М-да, приплыли. В том смысле, что я приплыл. Как это я дожил до тридцати лет, не узнав, что на женских юбках имеются карманы? Пальто и шубы — помню, карманы есть, но вот с юбками… Слабое оправдание, что мои подруги из того мира носили, в основном, джинсы. Да, у Ленки имелся красный спортивный костюм, он был с карманами, но на штанах карманы выделялись синим кантом.
Привык считать, что если женщины таскают сумочки и спихивают в них всякую всячину, так и карманов у них нет. Да, у моей здешней Леночки карманы на фартуке (или в фартуке, как правильно?) есть, но они накладные, поэтому заметны.
Мешочек с золотом я упаковал в чистый лист бумаги, подумав, свернул посмертное письмо и тоже упаковал, кивнул Нюшке:
— Аня, стол протри хорошенько, и с мылом.

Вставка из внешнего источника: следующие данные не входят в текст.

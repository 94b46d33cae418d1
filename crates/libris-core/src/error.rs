//! Domain errors
//!
//! Three outcomes besides success:
//! - `NotFound`: a lookup by id, code or username found nothing
//! - `Violation`: the operation would break an invariant and was refused
//! - `Storage`: the store could not serve the request (surfaced, not retried)

use thiserror::Error;

use crate::storage::StorageError;

/// A refused operation, with a human-readable reason
#[derive(Error, Debug, Clone, PartialEq, Eq)]
pub enum Violation {
    #[error("No copies of book {book_id} are available for checkout")]
    NoCopiesAvailable { book_id: u64 },

    #[error("Cannot remove the last copy of book {book_id}. Delete the book instead.")]
    LastCopy { book_id: u64 },

    #[error("Cannot delete book {book_id}: {open} copy/copies are currently checked out")]
    BookOnLoan { book_id: u64, open: usize },

    #[error("Cannot delete student {student_id}: {open} book(s) are currently checked out")]
    StudentHasLoans { student_id: String, open: usize },

    #[error("Cannot delete course {code}: it is used by {books} book(s) and {students} student(s)")]
    CourseInUse {
        code: String,
        books: usize,
        students: usize,
    },

    #[error("Transaction {transaction_id} has already been returned")]
    AlreadyReturned { transaction_id: u64 },

    #[error("{entity} '{key}' already exists")]
    DuplicateKey { entity: &'static str, key: String },

    #[error("Invalid input: {0}")]
    InvalidInput(String),
}

/// Errors returned by [`crate::Library`] operations
#[derive(Error, Debug)]
pub enum LibraryError {
    #[error("{entity} not found: {key}")]
    NotFound { entity: &'static str, key: String },

    #[error(transparent)]
    Violation(#[from] Violation),

    #[error("Storage unavailable: {0}")]
    Storage(#[from] StorageError),
}

impl LibraryError {
    pub fn not_found(entity: &'static str, key: impl ToString) -> Self {
        LibraryError::NotFound {
            entity,
            key: key.to_string(),
        }
    }

    /// Whether this is a refusal the caller can act on
    pub fn is_violation(&self) -> bool {
        matches!(self, LibraryError::Violation(_))
    }

    pub fn is_not_found(&self) -> bool {
        matches!(self, LibraryError::NotFound { .. })
    }

    /// The refusal, if this error is one
    pub fn violation(&self) -> Option<&Violation> {
        match self {
            LibraryError::Violation(v) => Some(v),
            _ => None,
        }
    }
}

/// Result type for domain operations
pub type LibraryResult<T> = Result<T, LibraryError>;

Не знаю — слышала ли девчонка наш разговор? Но это зависит от того, где она сидела во время нашей беседы с Федышинским. Если в «маленькой гостиной», то слышала, а если уходила в свой «кабинет», то нет. Нюшка подслушивать не станет, это точно.
Сам же пошел мыть руки. А ведь помойное ведро почти полное. Ухватив, потащил его к выходу.